Resta ainda uma outra questão, e talvez mais consequente: se a apreensão do Skipper poderia ser caracterizada como um acto de guerra por parte dos EUA. O direito internacional preocupa-se com a existência objectiva de conflitos armados e não com declarações de guerra e, em teoria, com um caso de “invasão ou ataque pelas forças armadas de um Estado no território de outro Estado”. se qualificaria. Isto poderia, potencialmente, incluir a apreensão de um navio de outro estado.

No entanto, os compromissos de escala relativamente pequena não são considerados “conflito armado”. Por exemplo, o naufrágio pela França de um navio de bandeira britânica chamado Rainbow Warrior em Auckland, Nova Zelândia, em 1985, não é geralmente considerado como tendo criado uma situação de “conflito armado”. Da mesma forma, não se considera que o ataque israelita ao Mavi Marmara, com bandeira das Comores, em 2010, tenha criado uma situação de conflito armado entre esses estados.

Outras abordagens para estabelecer a existência de conflitos armados analisam os níveis de intensidade ou a organização de quaisquer combates entre militares.

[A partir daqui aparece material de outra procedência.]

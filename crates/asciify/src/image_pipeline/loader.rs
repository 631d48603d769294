use std::path::Path;

use image::{DynamicImage, GenericImageView, RgbaImage};

use crate::AsciiError;

/// Decoded bitmap handed to the pipeline.
///
/// Width and height are always at least one pixel. The image is never
/// mutated after construction; a new load replaces it wholesale.
#[derive(Clone, Debug)]
pub struct SourceImage {
    image: DynamicImage,
}

impl SourceImage {
    pub fn new(image: DynamicImage) -> Result<Self, AsciiError> {
        let (width, height) = image.dimensions();
        if width == 0 || height == 0 {
            return Err(AsciiError::EmptySource);
        }
        Ok(Self { image })
    }

    /// Decode an image file. Animated formats contribute their first frame.
    pub fn open<P: AsRef<Path>>(path: P) -> Result<Self, AsciiError> {
        let image = image::open(path)?;
        Self::new(image)
    }

    /// Wrap a raw, row-major RGBA8 buffer.
    pub fn from_rgba(width: u32, height: u32, data: Vec<u8>) -> Result<Self, AsciiError> {
        if width == 0 || height == 0 {
            return Err(AsciiError::EmptySource);
        }
        let buffer = RgbaImage::from_raw(width, height, data).ok_or_else(|| {
            AsciiError::InvalidConfig(format!(
                "pixel buffer does not hold {width}x{height} RGBA pixels"
            ))
        })?;
        Self::new(DynamicImage::ImageRgba8(buffer))
    }

    pub fn width(&self) -> u32 {
        self.image.width()
    }

    pub fn height(&self) -> u32 {
        self.image.height()
    }

    pub fn dimensions(&self) -> (u32, u32) {
        self.image.dimensions()
    }

    pub fn image(&self) -> &DynamicImage {
        &self.image
    }
}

Embora, pelo menos por enquanto, seja improvável que o limite seja atingido no que diz respeito à Venezuela e aos EUA. A natureza aparentemente apátrida do Skipper também cria uma barreira técnica ao estabelecimento de uma situação de “invasão” e, por sua vez, de “conflito armado”.

Uma última questão permanece: se as autoridades venezuelanas estavam certas em caracterizar os militares dos EUA como “piratas, criminosos de alto mar, [and] bucaneiros.” É uma comparação tentadora, certamente, com a tendência de rotular os inimigos transportados pela água como “piratas”, um recurso retórico antigo que remonta pelo menos ao orador romano Cícero, escrevendo no século I aC.

No entanto, é errado aplicar o rótulo a atos estatais ou patrocinados pelo Estado, sendo claro no artigo 101.º da CNUDM que a pirataria só pode ser cometida por intervenientes privados que operam a partir de navios privados. Quaisquer que sejam as outras questões jurídicas que a apreensão possa levantar, ser caracterizada como pirataria não é uma delas.